13. Secondly, the lower court record indicates that the date for hearing was fixed on 16th September 2016 for trial on 27th September 2016. The appellant was in court in person when this date was given. He was not present in court when the matter was called out on 27th September 2016, neither was his advocate. The record indicates that the trial commenced at 10. 15 am, and by that time neither the appellant nor his advocate was in court. The advocate for the appellant strolled into court in the middle of the hearing at 10. 35 am. Surely the court cannot be blamed in any way. Court matters ought not to proceed at the convenience of the parties. The ideal time for commencing hearings is 9. 00 am, the appellant or his counsel ought to have been in court at the call over at which time the matter was allocated time for hearing. The appellant was the author of his own misfortune.
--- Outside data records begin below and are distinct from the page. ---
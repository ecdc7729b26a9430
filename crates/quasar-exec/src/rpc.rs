//! JSON-RPC transport for Soroban RPC endpoints.

use std::sync::atomic::{AtomicU64, Ordering};
use std::sync::Arc;
use std::time::Duration;

use async_trait::async_trait;
use serde::de::DeserializeOwned;
use serde::{Deserialize, Serialize};
use serde_json::{json, Value};
use tracing::debug;

use crate::error::RpcError;
use crate::types::{AccountInfo, TransactionStatus};

const REQUEST_TIMEOUT: Duration = Duration::from_secs(30);

/// JSON-RPC code stellar-rpc uses for a missing account.
const ACCOUNT_NOT_FOUND_CODE: i64 = -32600;

/// Admission result of `sendTransaction`.
#[derive(Debug, Clone, PartialEq, Eq, Deserialize)]
#[serde(rename_all = "camelCase")]
pub struct SendTransactionResponse {
    #[serde(default)]
    pub hash: String,
    /// `PENDING`, `DUPLICATE`, `TRY_AGAIN_LATER` or `ERROR`
    pub status: String,
    #[serde(default)]
    pub error_result_xdr: Option<String>,
    #[serde(default)]
    pub diagnostic_events_xdr: Vec<String>,
}

impl SendTransactionResponse {
    pub fn is_pending(&self) -> bool {
        self.status == "PENDING"
    }
}

/// Ledger view of a submitted transaction from `getTransaction`.
#[derive(Debug, Clone, PartialEq, Eq)]
pub struct GetTransactionResponse {
    pub status: TransactionStatus,
    pub ledger: Option<u64>,
    pub result_xdr: Option<String>,
    pub result_meta_xdr: Option<String>,
    pub envelope_xdr: Option<String>,
    pub diagnostic_events_xdr: Vec<String>,
}

/// The RPC surface the assembly pipeline depends on.
#[async_trait]
pub trait SorobanRpc: Send + Sync {
    async fn get_account(&self, account_id: &str) -> Result<AccountInfo, RpcError>;

    /// Dry-run an envelope; returns the raw `result` object.
    async fn simulate_transaction(&self, tx_xdr_base64: &str) -> Result<Value, RpcError>;

    async fn send_transaction(&self, tx_xdr_base64: &str)
        -> Result<SendTransactionResponse, RpcError>;

    async fn get_transaction(&self, hash: &str) -> Result<GetTransactionResponse, RpcError>;

    /// Look up ledger entries by base64 XDR `LedgerKey`s; returns the raw `result` object.
    async fn get_ledger_entries(&self, keys: &[String]) -> Result<Value, RpcError>;
}

#[derive(Serialize)]
struct Request<'a> {
    jsonrpc: &'static str,
    id: u64,
    method: &'a str,
    params: Value,
}

#[derive(Deserialize)]
struct Response<T> {
    result: Option<T>,
    error: Option<ErrorObject>,
}

#[derive(Deserialize)]
struct ErrorObject {
    #[serde(default)]
    code: i64,
    #[serde(default)]
    message: String,
}

impl<T> Response<T> {
    fn into_result(self) -> Result<T, RpcError> {
        if let Some(error) = self.error {
            return Err(RpcError::Rpc {
                code: error.code,
                message: if error.message.is_empty() {
                    "unknown error".to_string()
                } else {
                    error.message
                },
            });
        }
        self.result
            .ok_or_else(|| RpcError::InvalidResponse("missing 'result' field".to_string()))
    }
}

#[derive(Deserialize)]
struct AccountResult {
    id: Option<String>,
    sequence: String,
}

#[derive(Deserialize)]
#[serde(rename_all = "camelCase")]
struct TransactionResultWire {
    status: String,
    #[serde(default)]
    ledger: Option<NumberOrString>,
    result_xdr: Option<String>,
    result_meta_xdr: Option<String>,
    envelope_xdr: Option<String>,
    #[serde(default)]
    diagnostic_events_xdr: Vec<String>,
}

/// stellar-rpc encodes some integers as strings depending on the version.
#[derive(Deserialize)]
#[serde(untagged)]
enum NumberOrString {
    Number(u64),
    Text(String),
}

impl NumberOrString {
    fn value(&self) -> Option<u64> {
        match self {
            NumberOrString::Number(n) => Some(*n),
            NumberOrString::Text(s) => s.parse().ok(),
        }
    }
}

/// Soroban RPC over HTTP. Cheap to clone; clones share the connection pool.
#[derive(Debug, Clone)]
pub struct RpcClient {
    client: reqwest::Client,
    url: String,
    next_id: Arc<AtomicU64>,
}

impl RpcClient {
    pub fn new(url: &str) -> Result<Self, RpcError> {
        let client = reqwest::Client::builder()
            .timeout(REQUEST_TIMEOUT)
            .build()?;
        Ok(RpcClient {
            client,
            url: url.to_string(),
            next_id: Arc::new(AtomicU64::new(1)),
        })
    }

    pub fn url(&self) -> &str {
        &self.url
    }

    async fn call<T: DeserializeOwned>(&self, method: &str, params: Value) -> Result<T, RpcError> {
        let request = Request {
            jsonrpc: "2.0",
            id: self.next_id.fetch_add(1, Ordering::Relaxed),
            method,
            params,
        };
        debug!(method, id = request.id, url = %self.url, "rpc request");

        let resp = self.client.post(&self.url).json(&request).send().await?;
        let status = resp.status();
        let text = resp
            .text()
            .await
            .map_err(|e| RpcError::Network(format!("reading response body: {}", e)))?;
        if !status.is_success() {
            return Err(RpcError::Network(format!("HTTP {}: {}", status, text)));
        }

        decode_response(&text)
    }
}

#[async_trait]
impl SorobanRpc for RpcClient {
    async fn get_account(&self, account_id: &str) -> Result<AccountInfo, RpcError> {
        let result = self
            .call::<AccountResult>("getAccount", json!({ "address": account_id }))
            .await;
        account_info(result, account_id)
    }

    async fn simulate_transaction(&self, tx_xdr_base64: &str) -> Result<Value, RpcError> {
        self.call("simulateTransaction", json!({ "transaction": tx_xdr_base64 }))
            .await
    }

    async fn send_transaction(
        &self,
        tx_xdr_base64: &str,
    ) -> Result<SendTransactionResponse, RpcError> {
        self.call("sendTransaction", json!({ "transaction": tx_xdr_base64 }))
            .await
    }

    async fn get_transaction(&self, hash: &str) -> Result<GetTransactionResponse, RpcError> {
        let wire: TransactionResultWire = self.call("getTransaction", json!({ "hash": hash })).await?;
        Ok(wire.into())
    }

    async fn get_ledger_entries(&self, keys: &[String]) -> Result<Value, RpcError> {
        self.call("getLedgerEntries", json!({ "keys": keys })).await
    }
}

fn decode_response<T: DeserializeOwned>(body: &str) -> Result<T, RpcError> {
    serde_json::from_str::<Response<T>>(body)
        .map_err(|e| RpcError::InvalidResponse(format!("invalid JSON-RPC body: {}", e)))?
        .into_result()
}

fn account_info(
    result: Result<AccountResult, RpcError>,
    account_id: &str,
) -> Result<AccountInfo, RpcError> {
    let account = match result {
        Ok(account) => account,
        Err(RpcError::Rpc { code, message })
            if code == ACCOUNT_NOT_FOUND_CODE || message.contains("not found") =>
        {
            return Err(RpcError::AccountNotFound(account_id.to_string()));
        }
        Err(e) => return Err(e),
    };

    let sequence = account.sequence.parse::<i64>().map_err(|_| {
        RpcError::InvalidResponse(format!("invalid sequence '{}'", account.sequence))
    })?;
    Ok(AccountInfo {
        account_id: account.id.unwrap_or_else(|| account_id.to_string()),
        sequence,
    })
}

impl From<TransactionResultWire> for GetTransactionResponse {
    fn from(wire: TransactionResultWire) -> Self {
        Self {
            status: TransactionStatus::parse(&wire.status),
            ledger: wire.ledger.as_ref().and_then(NumberOrString::value),
            result_xdr: wire.result_xdr,
            result_meta_xdr: wire.result_meta_xdr,
            envelope_xdr: wire.envelope_xdr,
            diagnostic_events_xdr: wire.diagnostic_events_xdr,
        }
    }
}

/// Integer field that may be a JSON number or a decimal string.
pub(crate) fn number_field(value: &Value, key: &str) -> Option<u64> {
    let field = value.get(key)?;
    field
        .as_u64()
        .or_else(|| field.as_str().and_then(|s| s.parse().ok()))
}

/// String array field; missing or mistyped means empty.
pub(crate) fn string_list(value: &Value, key: &str) -> Vec<String> {
    let Some(items) = value.get(key).and_then(Value::as_array) else {
        return Vec::new();
    };
    items
        .iter()
        .filter_map(Value::as_str)
        .map(str::to_string)
        .collect()
}

// ---------------------------------------------------------------------------
// Tests
// ---------------------------------------------------------------------------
14. Did the trial court disregard the order of the High Court staying delivery of the judgment? The answer to that question can only be in the negative. The record in HCMisc. Case Number 124 of 2016 clearly indicates that Ougo J., who had made that order, did, on 9th November 2016, acknowledge that there was no evidence that the appellant ever placed the said order before the trial court for compliance. There can be no basis therefore for the plea that the trial court willfully ignored an order of the higher court.

15. In view of what I have stated above, drawn from what I gleaned from the record of the lower court, i find that there cannot be any basis for grant of the orders sought in the applications dated 17th November 2016 and 8th December 2016. The two applications have no merit whatsoever, and are prosecuted in abuse of the court process. They should suffer only one fate, that of dismissal, and I do hereby dismiss them, with costs. For avoidance of doubt the interim orders made herein on 18th November 2016 by Muigai J are hereby vacated.

DATED, SIGNED and DELIVERED at NAIROBI this 8TH DAY OF DECEMBER, 2017.